▶ _Requirement_
Check each line of the data below for the string "tokio", then state how many have it and nothing else.

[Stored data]
================

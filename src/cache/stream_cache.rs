use dashmap::mapref::entry::Entry;
use dashmap::DashMap;
use serde::Serialize;
use std::future::Future;
use std::sync::atomic::{AtomicU64, Ordering};
use std::sync::Arc;
use std::time::Duration;
use tokio::time::Instant;
use tracing::{debug, info, warn};

use super::in_flight::{FlightResult, InFlight};
use crate::error::ResolveError;
use crate::models::{ContentId, StreamDescriptor};

/// Default retention window (5 hours).
const DEFAULT_RETENTION: Duration = Duration::from_secs(5 * 60 * 60);

/// Default sweep ceiling.
const DEFAULT_MAX_ENTRIES: usize = 100;

#[derive(Debug, Clone)]
pub struct StreamCacheConfig {
    /// Maximum age at which an entry is still served
    pub retention: Duration,
    /// Entry count above which an insertion sweeps expired entries
    pub max_entries: usize,
}

impl Default for StreamCacheConfig {
    fn default() -> Self {
        Self {
            retention: DEFAULT_RETENTION,
            max_entries: DEFAULT_MAX_ENTRIES,
        }
    }
}

#[derive(Debug)]
struct CacheEntry {
    descriptor: StreamDescriptor,
    created_at: Instant,
}

impl CacheEntry {
    fn new(descriptor: StreamDescriptor) -> Self {
        Self {
            descriptor,
            created_at: Instant::now(),
        }
    }

    fn is_expired(&self, retention: Duration) -> bool {
        self.created_at.elapsed() >= retention
    }
}

#[derive(Debug, Default)]
struct Counters {
    hits: AtomicU64,
    misses: AtomicU64,
    resolutions: AtomicU64,
    sweeps: AtomicU64,
    expired_removals: AtomicU64,
}

/// Snapshot of cache activity.
#[derive(Debug, Clone, PartialEq, Eq, Serialize)]
pub struct CacheStats {
    pub entries: usize,
    pub in_flight: usize,
    pub hits: u64,
    pub misses: u64,
    pub resolutions: u64,
    pub sweeps: u64,
    pub expired_removals: u64,
}

/// Time-bounded, size-bounded cache of resolved streams with single-flight
/// resolution.
///
/// Cheap to clone; clones share the same state.
#[derive(Debug, Clone)]
pub struct StreamCache {
    entries: Arc<DashMap<String, CacheEntry>>,
    in_flight: Arc<DashMap<String, Arc<InFlight>>>,
    counters: Arc<Counters>,
    config: StreamCacheConfig,
}

impl StreamCache {
    pub fn new(config: StreamCacheConfig) -> Self {
        info!(
            "🗄️ Caché de streams iniciado: retención {}, techo {} entradas",
            humantime::format_duration(config.retention),
            config.max_entries
        );

        Self {
            entries: Arc::new(DashMap::new()),
            in_flight: Arc::new(DashMap::new()),
            counters: Arc::new(Counters::default()),
            config,
        }
    }

    /// Fresh descriptor for `content_id`, or `None` when absent or expired.
    pub fn get(&self, content_id: &ContentId) -> Option<StreamDescriptor> {
        match self.lookup(content_id.as_str()) {
            Some(descriptor) => {
                self.counters.hits.fetch_add(1, Ordering::Relaxed);
                debug!("✅ Cache hit para stream: {}", content_id);
                Some(descriptor)
            }
            None => {
                self.counters.misses.fetch_add(1, Ordering::Relaxed);
                debug!("❌ Cache miss para stream: {}", content_id);
                None
            }
        }
    }

    /// Store `descriptor`, replacing any previous entry for the same ID.
    pub fn insert(&self, content_id: &ContentId, descriptor: StreamDescriptor) {
        self.entries
            .insert(content_id.to_string(), CacheEntry::new(descriptor));
        debug!("💾 Stream almacenado en caché: {}", content_id);

        if self.entries.len() > self.config.max_entries {
            self.sweep_expired();
        }
    }

    /// Return the cached descriptor, or run `resolve` under single-flight.
    ///
    /// Concurrent callers for the same ID share one `resolve` invocation and
    /// receive the same outcome. Only successes are stored. The resolution runs
    /// on its own task, so dropping any caller (the first one included) leaves
    /// it running for the others.
    pub async fn get_or_resolve<F, Fut>(
        &self,
        content_id: &ContentId,
        resolve: F,
    ) -> Result<StreamDescriptor, ResolveError>
    where
        F: FnOnce(ContentId) -> Fut + Send + 'static,
        Fut: Future<Output = Result<StreamDescriptor, ResolveError>> + Send + 'static,
    {
        if let Some(descriptor) = self.get(content_id) {
            return Ok(descriptor);
        }

        self.resolve_shared(content_id, resolve).wait().await
    }

    /// Join the flight for `content_id`, starting it if there is none.
    fn resolve_shared<F, Fut>(&self, content_id: &ContentId, resolve: F) -> Arc<InFlight>
    where
        F: FnOnce(ContentId) -> Fut + Send + 'static,
        Fut: Future<Output = Result<StreamDescriptor, ResolveError>> + Send + 'static,
    {
        let (flight, is_leader) = self.join_or_lead(content_id.as_str());

        if !is_leader {
            debug!("⏳ Esperando resolución en curso para: {}", content_id);
            return flight;
        }

        let guard = FlightGuard::new(self.clone(), content_id.to_string(), flight.clone());

        // A flight that finished between the miss and our registration already stored its result.
        if let Some(descriptor) = self.lookup(content_id.as_str()) {
            guard.finish(Ok(descriptor));
            return flight;
        }

        self.counters.resolutions.fetch_add(1, Ordering::Relaxed);

        let cache = self.clone();
        let content_id = content_id.clone();
        tokio::spawn(async move {
            let result = resolve(content_id.clone()).await;

            if let Ok(descriptor) = &result {
                cache.insert(&content_id, descriptor.clone());
            }

            guard.finish(result);
        });

        flight
    }

    /// Remove every expired entry. Returns how many were removed.
    pub fn sweep_expired(&self) -> usize {
        let before = self.entries.len();
        let retention = self.config.retention;
        self.entries.retain(|_, entry| !entry.is_expired(retention));
        let removed = before.saturating_sub(self.entries.len());

        self.counters.sweeps.fetch_add(1, Ordering::Relaxed);
        self.counters
            .expired_removals
            .fetch_add(removed as u64, Ordering::Relaxed);

        if removed > 0 {
            info!("🧹 Cache cleanup: removed {} expired streams", removed);
        }

        removed
    }

    pub fn len(&self) -> usize {
        self.entries.len()
    }

    #[allow(dead_code)]
    pub fn is_empty(&self) -> bool {
        self.entries.is_empty()
    }

    pub fn in_flight_count(&self) -> usize {
        self.in_flight.len()
    }

    pub fn stats(&self) -> CacheStats {
        CacheStats {
            entries: self.entries.len(),
            in_flight: self.in_flight.len(),
            hits: self.counters.hits.load(Ordering::Relaxed),
            misses: self.counters.misses.load(Ordering::Relaxed),
            resolutions: self.counters.resolutions.load(Ordering::Relaxed),
            sweeps: self.counters.sweeps.load(Ordering::Relaxed),
            expired_removals: self.counters.expired_removals.load(Ordering::Relaxed),
        }
    }

    /// Fresh lookup without touching the hit/miss counters.
    fn lookup(&self, key: &str) -> Option<StreamDescriptor> {
        let retention = self.config.retention;

        let expired = match self.entries.get(key) {
            Some(entry) if !entry.is_expired(retention) => {
                return Some(entry.descriptor.clone());
            }
            Some(_) => true,
            None => false,
        };

        if expired {
            // Only drop it if nobody refreshed the entry since we looked.
            if self
                .entries
                .remove_if(key, |_, entry| entry.is_expired(retention))
                .is_some()
            {
                self.counters.expired_removals.fetch_add(1, Ordering::Relaxed);
            }
        }

        None
    }

    fn join_or_lead(&self, key: &str) -> (Arc<InFlight>, bool) {
        match self.in_flight.entry(key.to_string()) {
            Entry::Occupied(entry) => (entry.get().clone(), false),
            Entry::Vacant(entry) => {
                let flight = Arc::new(InFlight::new());
                entry.insert(flight.clone());
                (flight, true)
            }
        }
    }

    /// Free the slot, then wake the waiters.
    fn release(&self, key: &str, flight: &Arc<InFlight>, result: FlightResult) {
        self.in_flight
            .remove_if(key, |_, current| Arc::ptr_eq(current, flight));
        flight.complete(result);
    }
}

/// Owned by the task running a resolution.
///
/// Dropping it without [`FlightGuard::finish`] (the task panicked or the
/// runtime shut down) releases the slot and fails every waiter.
struct FlightGuard {
    cache: StreamCache,
    key: String,
    flight: Arc<InFlight>,
    finished: bool,
}

impl FlightGuard {
    fn new(cache: StreamCache, key: String, flight: Arc<InFlight>) -> Self {
        Self {
            cache,
            key,
            flight,
            finished: false,
        }
    }

    fn finish(mut self, result: FlightResult) {
        self.finished = true;
        self.cache.release(&self.key, &self.flight, result);
    }
}

impl Drop for FlightGuard {
    fn drop(&mut self) {
        if !self.finished {
            warn!("🛑 Resolución abortada para: {}", self.key);
            self.cache.release(
                &self.key,
                &self.flight,
                Err(ResolveError::ExtractionFailed(
                    "resolution aborted".to_string(),
                )),
            );
        }
    }
}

================

▶ _Written reply_
2